For a template to work, it needs a GitHub Repo and a BaseHub Repo that are connected and understand each other. Users of the template will:

  1. Fork the GitHub Repo, so they’ll own the code.

  2. Fork the BaseHub Repo, so they’ll own the content.

  3. Deploy the code to Vercel.

Once deployed, the user should be able to start modifying stuff (content and/or code) as they please.

Example deploying the basehub/marketing-website template.

Deploy with Vercel flow

As seen in the video above, once you click the Vercel Deploy Button, you’ll be redirected to Vercel. There, you’ll create a GitHub Repository based on the template’s GitHub Repository. Then, you’ll add the BaseHub Integration. In the BaseHub Integration, you’ll create a new BaseHub Repository based on the template’s BaseHub Repository. After doing so, you’ll go back to Vercel to finish up the deploy flow.
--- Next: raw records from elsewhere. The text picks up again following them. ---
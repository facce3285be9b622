//! モデルメタデータを使用した推論設定
//!
//! 保存されたモデルメタデータを読み込んで推論に必要な情報を取得します。

use anyhow::{Context, Result};
use std::path::Path;

use crate::dataset::LabelSet;
use crate::ml::TransferModelConfig;
use crate::model::model_metadata::ModelMetadata;
use crate::model::model_storage;

/// モデルメタデータから推論用情報を取得
#[derive(Debug, Clone)]
pub struct InferenceConfig {
    /// クラスラベル（one-hotのインデックス順）
    pub labels: LabelSet,

    /// モデル入力解像度
    pub image_size: usize,

    /// モデル構造
    pub model: TransferModelConfig,
}

impl InferenceConfig {
    /// メタデータからInferenceConfigを作成
    pub fn from_metadata(metadata: &ModelMetadata) -> Result<Self> {
        let labels = LabelSet::from_names(metadata.class_names.clone())
            .context("メタデータのクラス名が不正です")?;
        let model = metadata.model_config();
        model.validate(metadata.image_size)?;

        Ok(Self {
            labels,
            image_size: metadata.image_size,
            model,
        })
    }

    /// モデルファイルから推論設定を読み込む
    pub fn load_from_model(model_path: &Path) -> Result<Self> {
        let metadata =
            model_storage::load_metadata(model_path).context("Failed to load model metadata")?;
        Self::from_metadata(&metadata)
    }

    pub fn num_classes(&self) -> usize {
        self.labels.len()
    }

    /// クラスインデックスからラベルを取得
    pub fn class_index_to_label(&self, index: usize) -> Option<&str> {
        self.labels.name(index)
    }

    /// ラベルからクラスインデックスを取得
    pub fn label_to_index(&self, label: &str) -> Option<usize> {
        self.labels.index_of(label)
    }

    /// 設定情報を表示
    pub fn print_info(&self) {
        println!("\n=== 推論設定 ===");
        println!("クラス数: {}", self.num_classes());
        println!("クラス: {}", self.labels.names().join(", "));
        println!("モデル入力サイズ: {}x{}", self.image_size, self.image_size);
        println!("特徴量次元: {}", self.model.extractor.feature_dim());
        println!("==================");
    }
}

#[cfg(test)]
mod tests {
    use super::*;
    use crate::ml::ExtractorConfig;

    fn metadata(class_names: Vec<String>, image_size: usize) -> ModelMetadata {
        let config = TransferModelConfig::new(
            class_names.len(),
            ExtractorConfig::new().with_input_size(image_size),
        );
        ModelMetadata::new(class_names, &config, None, 1, 4, 42, 0.2)
    }

    #[test]
    fn test_label_lookup() {
        let config =
            InferenceConfig::from_metadata(&metadata(vec!["daisy".into(), "roses".into()], 32))
                .unwrap();
        assert_eq!(config.num_classes(), 2);
        assert_eq!(config.class_index_to_label(1), Some("roses"));
        assert_eq!(config.class_index_to_label(2), None);
        assert_eq!(config.label_to_index("daisy"), Some(0));
    }

    #[test]
    fn test_duplicate_class_names_rejected() {
        let result = InferenceConfig::from_metadata(&metadata(vec!["a".into(), "a".into()], 32));
        assert!(result.is_err());
    }

    #[test]
    fn test_load_from_model_archive() {
        let dir = tempfile::tempdir().unwrap();
        let path = dir.path().join("model.tar.gz");
        let saved = metadata(vec!["daisy".into(), "roses".into(), "tulips".into()], 32);
        model_storage::save_model_with_metadata(&path, &saved, &[0u8]).unwrap();

        let config = InferenceConfig::load_from_model(&path).unwrap();
        assert_eq!(config.num_classes(), 3);
        assert_eq!(config.image_size, 32);
        assert_eq!(config.class_index_to_label(2), Some("tulips"));

        assert!(InferenceConfig::load_from_model(&dir.path().join("missing.tar.gz")).is_err());
    }

    #[test]
    fn test_blockless_extractor_in_metadata_rejected() {
        let mut metadata = metadata(vec!["daisy".into(), "roses".into()], 32);
        metadata.num_blocks = 0;
        assert!(InferenceConfig::from_metadata(&metadata).is_err());

        metadata.num_blocks = 2;
        metadata.base_channels = 0;
        assert!(InferenceConfig::from_metadata(&metadata).is_err());
    }
}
At the end of it, you’ll have the code, the content, and the Vercel Project.

Marketing Website Template

The perfect way to start your next marketing website.

This template is great for:

  • SaaS companies

  • AI startups

  • Indie hackers

  • … and more!

Once you fork and deploy the template, you’ll own the code and the content. You’ll be able to edit all of its copy, change the logo and accent color, and add new sections and programmatic pages.

Documentation Template

The template that powers this documentation website.

This template is great for:

  • Developer Docs

  • Company Handbooks

  • User Manuals

  • … and more!

Once you fork and deploy the template, you’ll own the code and the content. You’ll be able to edit all of its copy, change the logo and accent color, and add new sections and articles.

Help Center Template

The template that powers our own Help Center. Full-text search included.

This template is great for:

  • Help Centers

  • FAQs and Knowledge Bases

  • … and more!

Once you fork and deploy the template, you’ll own the code and the content. You’ll be able to edit all of its copy, change the logo and accent color, and add new sections and articles.